● Records to use
§ §

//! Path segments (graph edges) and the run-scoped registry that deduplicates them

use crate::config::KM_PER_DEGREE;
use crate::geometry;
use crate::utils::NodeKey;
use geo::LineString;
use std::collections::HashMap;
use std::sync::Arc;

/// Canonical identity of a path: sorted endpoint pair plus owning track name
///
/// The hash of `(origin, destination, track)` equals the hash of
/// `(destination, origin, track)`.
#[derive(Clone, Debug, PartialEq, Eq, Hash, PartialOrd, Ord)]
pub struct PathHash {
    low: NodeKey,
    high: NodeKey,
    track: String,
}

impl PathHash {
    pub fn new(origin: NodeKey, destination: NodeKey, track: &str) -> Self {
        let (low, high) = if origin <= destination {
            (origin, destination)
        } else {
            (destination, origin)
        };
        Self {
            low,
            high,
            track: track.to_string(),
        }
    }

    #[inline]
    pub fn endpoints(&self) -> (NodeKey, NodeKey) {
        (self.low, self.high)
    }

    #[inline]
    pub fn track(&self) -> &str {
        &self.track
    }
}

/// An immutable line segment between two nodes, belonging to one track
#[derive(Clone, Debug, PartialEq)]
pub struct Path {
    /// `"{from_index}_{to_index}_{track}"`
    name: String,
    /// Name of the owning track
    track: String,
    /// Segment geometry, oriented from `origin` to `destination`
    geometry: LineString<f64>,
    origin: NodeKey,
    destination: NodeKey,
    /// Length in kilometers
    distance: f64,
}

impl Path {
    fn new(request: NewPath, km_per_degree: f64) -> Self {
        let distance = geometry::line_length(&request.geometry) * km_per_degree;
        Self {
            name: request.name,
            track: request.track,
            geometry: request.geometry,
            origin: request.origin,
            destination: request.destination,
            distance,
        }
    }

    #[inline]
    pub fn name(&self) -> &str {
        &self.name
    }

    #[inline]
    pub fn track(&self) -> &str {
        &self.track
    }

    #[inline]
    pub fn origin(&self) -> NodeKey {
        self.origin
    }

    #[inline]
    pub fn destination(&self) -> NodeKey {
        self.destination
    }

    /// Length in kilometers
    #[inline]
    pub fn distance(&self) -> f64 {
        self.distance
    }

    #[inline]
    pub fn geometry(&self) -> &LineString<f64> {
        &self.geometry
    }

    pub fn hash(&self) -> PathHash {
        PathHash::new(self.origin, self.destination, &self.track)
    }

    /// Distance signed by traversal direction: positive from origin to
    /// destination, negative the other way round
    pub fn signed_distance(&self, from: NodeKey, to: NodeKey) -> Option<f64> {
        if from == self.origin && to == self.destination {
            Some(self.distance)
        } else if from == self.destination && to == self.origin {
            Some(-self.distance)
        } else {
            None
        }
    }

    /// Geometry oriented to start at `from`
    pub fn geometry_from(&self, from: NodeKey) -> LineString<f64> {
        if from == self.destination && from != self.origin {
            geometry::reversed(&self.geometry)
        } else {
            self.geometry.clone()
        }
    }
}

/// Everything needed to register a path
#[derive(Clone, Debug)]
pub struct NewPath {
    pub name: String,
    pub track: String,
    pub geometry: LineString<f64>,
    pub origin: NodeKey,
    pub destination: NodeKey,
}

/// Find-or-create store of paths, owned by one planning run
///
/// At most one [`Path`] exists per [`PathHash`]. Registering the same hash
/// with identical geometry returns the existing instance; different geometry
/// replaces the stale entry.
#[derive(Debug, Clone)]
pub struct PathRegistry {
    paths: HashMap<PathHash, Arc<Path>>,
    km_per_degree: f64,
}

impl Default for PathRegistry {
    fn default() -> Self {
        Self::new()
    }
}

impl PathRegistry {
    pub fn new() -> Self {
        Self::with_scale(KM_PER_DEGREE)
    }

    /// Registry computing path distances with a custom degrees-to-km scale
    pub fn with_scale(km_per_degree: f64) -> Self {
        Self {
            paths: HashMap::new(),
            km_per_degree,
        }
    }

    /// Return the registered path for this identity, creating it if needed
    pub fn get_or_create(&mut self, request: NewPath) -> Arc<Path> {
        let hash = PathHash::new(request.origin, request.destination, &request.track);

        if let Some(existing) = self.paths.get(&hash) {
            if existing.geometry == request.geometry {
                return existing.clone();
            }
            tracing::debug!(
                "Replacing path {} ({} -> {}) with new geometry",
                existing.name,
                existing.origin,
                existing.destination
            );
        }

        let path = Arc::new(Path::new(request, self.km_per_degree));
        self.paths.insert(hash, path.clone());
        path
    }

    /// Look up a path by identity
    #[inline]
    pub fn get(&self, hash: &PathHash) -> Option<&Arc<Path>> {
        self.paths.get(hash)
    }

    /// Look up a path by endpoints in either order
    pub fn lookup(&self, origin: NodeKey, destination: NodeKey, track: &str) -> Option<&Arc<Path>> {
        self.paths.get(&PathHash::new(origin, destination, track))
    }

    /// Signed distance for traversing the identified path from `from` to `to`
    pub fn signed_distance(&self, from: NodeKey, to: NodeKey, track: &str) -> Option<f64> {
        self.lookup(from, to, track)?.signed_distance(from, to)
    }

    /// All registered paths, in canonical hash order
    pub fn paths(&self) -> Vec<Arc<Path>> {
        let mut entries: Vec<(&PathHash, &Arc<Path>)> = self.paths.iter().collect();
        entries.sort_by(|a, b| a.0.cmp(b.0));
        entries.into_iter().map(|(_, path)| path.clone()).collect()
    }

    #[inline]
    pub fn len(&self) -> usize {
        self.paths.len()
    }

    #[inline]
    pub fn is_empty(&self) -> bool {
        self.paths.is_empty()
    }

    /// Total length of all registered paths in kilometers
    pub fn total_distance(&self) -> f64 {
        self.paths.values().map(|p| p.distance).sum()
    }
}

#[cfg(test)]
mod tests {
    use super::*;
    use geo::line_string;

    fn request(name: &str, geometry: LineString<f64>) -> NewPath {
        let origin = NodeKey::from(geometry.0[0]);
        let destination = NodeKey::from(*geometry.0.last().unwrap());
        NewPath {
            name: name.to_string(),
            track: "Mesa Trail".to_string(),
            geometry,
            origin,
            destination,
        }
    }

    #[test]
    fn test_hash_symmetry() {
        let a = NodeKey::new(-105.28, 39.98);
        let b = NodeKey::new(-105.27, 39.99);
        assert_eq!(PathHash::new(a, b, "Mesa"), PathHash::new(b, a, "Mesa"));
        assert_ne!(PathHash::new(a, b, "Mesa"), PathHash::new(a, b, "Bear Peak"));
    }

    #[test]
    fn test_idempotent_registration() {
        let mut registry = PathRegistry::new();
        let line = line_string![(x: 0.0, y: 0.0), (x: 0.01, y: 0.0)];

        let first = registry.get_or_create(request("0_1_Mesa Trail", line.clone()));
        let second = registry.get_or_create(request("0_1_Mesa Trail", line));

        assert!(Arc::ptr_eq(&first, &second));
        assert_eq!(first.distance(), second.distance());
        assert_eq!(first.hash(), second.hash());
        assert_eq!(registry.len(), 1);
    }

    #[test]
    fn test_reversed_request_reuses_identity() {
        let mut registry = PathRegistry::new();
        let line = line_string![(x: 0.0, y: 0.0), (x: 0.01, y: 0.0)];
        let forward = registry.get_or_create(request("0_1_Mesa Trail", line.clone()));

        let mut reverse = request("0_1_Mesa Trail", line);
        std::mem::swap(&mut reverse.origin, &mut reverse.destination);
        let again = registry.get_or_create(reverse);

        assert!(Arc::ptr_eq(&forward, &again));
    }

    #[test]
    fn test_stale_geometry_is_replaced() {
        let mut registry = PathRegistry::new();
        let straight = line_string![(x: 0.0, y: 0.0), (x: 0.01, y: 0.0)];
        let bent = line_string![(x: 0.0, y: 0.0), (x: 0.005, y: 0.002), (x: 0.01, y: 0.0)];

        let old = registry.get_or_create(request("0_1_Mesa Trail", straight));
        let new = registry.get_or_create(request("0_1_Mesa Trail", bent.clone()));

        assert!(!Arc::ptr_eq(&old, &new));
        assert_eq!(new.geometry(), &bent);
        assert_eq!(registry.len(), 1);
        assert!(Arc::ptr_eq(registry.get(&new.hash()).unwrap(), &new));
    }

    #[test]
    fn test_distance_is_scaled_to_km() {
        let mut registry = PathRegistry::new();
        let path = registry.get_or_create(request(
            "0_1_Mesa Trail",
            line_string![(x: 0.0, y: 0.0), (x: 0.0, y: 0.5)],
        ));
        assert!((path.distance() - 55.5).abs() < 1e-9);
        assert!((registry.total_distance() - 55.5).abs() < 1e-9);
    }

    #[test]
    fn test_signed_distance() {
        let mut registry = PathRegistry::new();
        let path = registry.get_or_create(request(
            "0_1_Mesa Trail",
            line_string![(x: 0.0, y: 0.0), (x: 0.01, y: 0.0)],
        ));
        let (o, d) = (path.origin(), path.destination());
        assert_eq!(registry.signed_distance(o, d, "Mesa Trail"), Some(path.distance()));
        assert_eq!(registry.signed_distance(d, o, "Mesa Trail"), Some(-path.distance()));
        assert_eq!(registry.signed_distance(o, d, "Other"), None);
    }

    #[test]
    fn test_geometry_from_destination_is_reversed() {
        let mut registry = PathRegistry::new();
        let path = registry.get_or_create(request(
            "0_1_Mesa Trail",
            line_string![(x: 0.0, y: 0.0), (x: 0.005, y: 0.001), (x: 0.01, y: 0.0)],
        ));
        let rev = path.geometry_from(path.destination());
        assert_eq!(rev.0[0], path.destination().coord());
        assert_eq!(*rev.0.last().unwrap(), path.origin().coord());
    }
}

§ §

● Exercise
Establish how many lines of the data above contain "second". State that number and no more.

● Your solution
4